* **Data extracts**:
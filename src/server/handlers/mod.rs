pub mod blog;
pub mod contact;
pub mod projects;
pub mod root;
pub mod testimonials;
use lettre::Address;
use serde_json::{Map, Value};

use crate::errors::{Rule, ValidationErrors};

/// RFC 5321 path limit
const MAX_EMAIL_LENGTH: usize = 254;

/// Inclusive codepoint-length bounds for a string field.
#[derive(Clone, Copy, Debug)]
pub struct Length {
    pub min: usize,
    pub max: Option<usize>,
}

impl Length {
    pub const fn between(min: usize, max: usize) -> Self {
        Self {
            min,
            max: Some(max),
        }
    }

    pub const fn at_least(min: usize) -> Self {
        Self { min, max: None }
    }
}

/// Accepts exactly what the mail relay can address, narrowed to
/// dot-atom local parts and domains with an alphabetic top-level label.
pub fn is_valid_email(value: &str) -> bool {
    if value.len() > MAX_EMAIL_LENGTH {
        return false;
    }
    let Ok(address) = value.parse::<Address>() else {
        return false;
    };

    let user = address.user();
    let dot_atom = !user.starts_with('.') && !user.ends_with('.') && !user.contains("..");

    let domain = address.domain();
    let has_tld = match domain.rsplit_once('.') {
        Some((host, tld)) => {
            !host.is_empty() && tld.len() >= 2 && tld.chars().all(|c| c.is_ascii_alphabetic())
        }
        None => false,
    };

    dot_atom && has_tld
}

/// Reads typed fields out of a raw JSON object, recording every violation.
///
/// Accessors always return a value so a schema can read all of its fields
/// before deciding; values returned for a failing field are placeholders and
/// are discarded once [`FieldReader::finish`] reports the errors.
pub struct FieldReader<'a> {
    raw: &'a Map<String, Value>,
    errors: ValidationErrors,
}

impl<'a> FieldReader<'a> {
    pub fn new(raw: &'a Map<String, Value>) -> Self {
        Self {
            raw,
            errors: ValidationErrors::new(),
        }
    }

    fn present(&self, field: &str) -> Option<&'a Value> {
        match self.raw.get(field) {
            None | Some(Value::Null) => None,
            Some(value) => Some(value),
        }
    }

    fn check_length(&mut self, field: &str, value: &str, bounds: Length) {
        let count = value.chars().count();
        if count < bounds.min {
            self.errors.push(field, Rule::MinLength { min: bounds.min });
        } else if let Some(max) = bounds.max {
            if count > max {
                self.errors.push(field, Rule::MaxLength { max });
            }
        }
    }

    /// Required string with length bounds.
    pub fn string(&mut self, field: &str, bounds: Length) -> String {
        match self.present(field) {
            None => {
                self.errors.push(field, Rule::Required);
                String::new()
            }
            Some(Value::String(value)) => {
                self.check_length(field, value, bounds);
                value.clone()
            }
            Some(_) => {
                self.errors.push(field, Rule::InvalidType { expected: "a string" });
                String::new()
            }
        }
    }

    /// Optional string; absent and `null` both mean `None`.
    pub fn optional_string(&mut self, field: &str) -> Option<String> {
        match self.present(field) {
            None => None,
            Some(Value::String(value)) => Some(value.clone()),
            Some(_) => {
                self.errors.push(field, Rule::InvalidType { expected: "a string" });
                None
            }
        }
    }

    /// Required email address.
    pub fn email(&mut self, field: &str) -> String {
        match self.present(field) {
            None => {
                self.errors.push(field, Rule::Required);
                String::new()
            }
            Some(Value::String(value)) => {
                if !is_valid_email(value) {
                    self.errors.push(field, Rule::Email);
                }
                value.clone()
            }
            Some(_) => {
                self.errors.push(field, Rule::InvalidType { expected: "a string" });
                String::new()
            }
        }
    }

    /// Boolean flag that is never required.
    pub fn flag(&mut self, field: &str, default: bool) -> bool {
        match self.present(field) {
            None => default,
            Some(Value::Bool(value)) => *value,
            Some(_) => {
                self.errors.push(field, Rule::InvalidType { expected: "a boolean" });
                default
            }
        }
    }

    /// Integer in `[min, max]`, defaulting when absent. Floats are rejected.
    pub fn integer_in(&mut self, field: &str, min: i64, max: i64, default: i64) -> i64 {
        match self.present(field) {
            None => default,
            Some(Value::Number(number)) => match number.as_i64() {
                Some(value) if (min..=max).contains(&value) => value,
                Some(_) => {
                    self.errors.push(field, Rule::Range { min, max });
                    default
                }
                None if number.is_u64() => {
                    self.errors.push(field, Rule::Range { min, max });
                    default
                }
                None => {
                    self.errors.push(field, Rule::InvalidType { expected: "an integer" });
                    default
                }
            },
            Some(_) => {
                self.errors.push(field, Rule::InvalidType { expected: "an integer" });
                default
            }
        }
    }

    /// Required list of strings with a minimum entry count.
    pub fn string_list(&mut self, field: &str, min_items: usize) -> Vec<String> {
        let items = match self.present(field) {
            None => {
                self.errors.push(field, Rule::Required);
                return Vec::new();
            }
            Some(Value::Array(items)) => items,
            Some(_) => {
                self.errors.push(field, Rule::InvalidType { expected: "a list of strings" });
                return Vec::new();
            }
        };

        let mut values = Vec::with_capacity(items.len());
        for (index, item) in items.iter().enumerate() {
            match item {
                Value::String(value) => values.push(value.clone()),
                _ => self.errors.push(
                    format!("{}[{}]", field, index),
                    Rule::InvalidType { expected: "a string" },
                ),
            }
        }

        if items.len() < min_items {
            self.errors.push(field, Rule::MinItems { min: min_items });
        }
        values
    }

    /// Ends the pass: `Err` with every violation, or `Ok` when all fields passed.
    pub fn finish(self) -> Result<(), ValidationErrors> {
        self.errors.into_result()
    }
}

#[cfg(test)]
mod tests {
    use super::*;
    use serde_json::json;

    fn object(value: Value) -> Map<String, Value> {
        match value {
            Value::Object(map) => map,
            _ => panic!("test fixture must be an object"),
        }
    }

    #[test]
    fn email_grammar() {
        assert!(is_valid_email("sarah.johnson@techcorp.com"));
        assert!(is_valid_email("a+tag@sub.example.co.uk"));
        assert!(!is_valid_email("not-an-email"));
        assert!(!is_valid_email("missing@tld"));
        assert!(!is_valid_email("two@@example.com"));
        assert!(!is_valid_email(".leading@example.com"));
        assert!(!is_valid_email("double..dot@example.com"));
        assert!(!is_valid_email("space in@example.com"));
        assert!(!is_valid_email("apikey"));
        assert!(!is_valid_email("trailing.@example.com"));
        assert!(!is_valid_email("numeric@example.123"));
        assert!(!is_valid_email(&format!("{}@example.com", "a".repeat(250))));
    }

    #[test]
    fn length_counts_codepoints_not_bytes() {
        // Two codepoints, six bytes
        let raw = object(json!({ "name": "日本" }));
        let mut reader = FieldReader::new(&raw);
        assert_eq!(reader.string("name", Length::between(2, 2)), "日本");
        assert!(reader.finish().is_ok());
    }

    #[test]
    fn collects_every_violation() {
        let raw = object(json!({
            "name": "A",
            "rating": 9,
            "tags": [],
            "flag": "yes"
        }));
        let mut reader = FieldReader::new(&raw);
        reader.string("name", Length::between(2, 100));
        reader.string("missing", Length::at_least(1));
        reader.integer_in("rating", 1, 5, 5);
        reader.string_list("tags", 1);
        reader.flag("flag", false);

        let errors = reader.finish().unwrap_err();
        assert_eq!(errors.fields(), vec!["name", "missing", "rating", "tags", "flag"]);
        assert_eq!(errors.violations()[0].rule, Rule::MinLength { min: 2 });
        assert_eq!(errors.violations()[1].rule, Rule::Required);
        assert_eq!(errors.violations()[2].rule, Rule::Range { min: 1, max: 5 });
        assert_eq!(errors.violations()[3].rule, Rule::MinItems { min: 1 });
    }

    #[test]
    fn null_is_treated_as_absent() {
        let raw = object(json!({ "image": null, "published": null, "rating": null }));
        let mut reader = FieldReader::new(&raw);
        assert_eq!(reader.optional_string("image"), None);
        assert!(!reader.flag("published", false));
        assert_eq!(reader.integer_in("rating", 1, 5, 5), 5);
        assert!(reader.finish().is_ok());
    }

    #[test]
    fn non_integer_rating_is_rejected() {
        let raw = object(json!({ "rating": 4.5 }));
        let mut reader = FieldReader::new(&raw);
        reader.integer_in("rating", 1, 5, 5);

        let errors = reader.finish().unwrap_err();
        assert_eq!(
            errors.violations()[0].rule,
            Rule::InvalidType { expected: "an integer" }
        );
    }

    #[test]
    fn list_entries_must_be_strings() {
        let raw = object(json!({ "technologies": ["Rust", 3] }));
        let mut reader = FieldReader::new(&raw);
        let values = reader.string_list("technologies", 1);

        assert_eq!(values, vec!["Rust".to_string()]);
        let errors = reader.finish().unwrap_err();
        assert_eq!(errors.fields(), vec!["technologies[1]"]);
    }
}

* **Required action**:
Copy each line of the preceding data that contains the string "example".

* **Reply to the task**:
        assert!(is_valid_email("a+tag@sub.example.co.uk"));
        assert!(!is_valid_email("two@@example.com"));
        assert!(!is_valid_email(".leading@example.com"));
        assert!(!is_valid_email("double..dot@example.com"));
        assert!(!is_valid_email("space in@example.com"));
        assert!(!is_valid_email("trailing.@example.com"));
        assert!(!is_valid_email("numeric@example.123"));
        assert!(!is_valid_email(&format!("{}@example.com", "a".repeat(250))));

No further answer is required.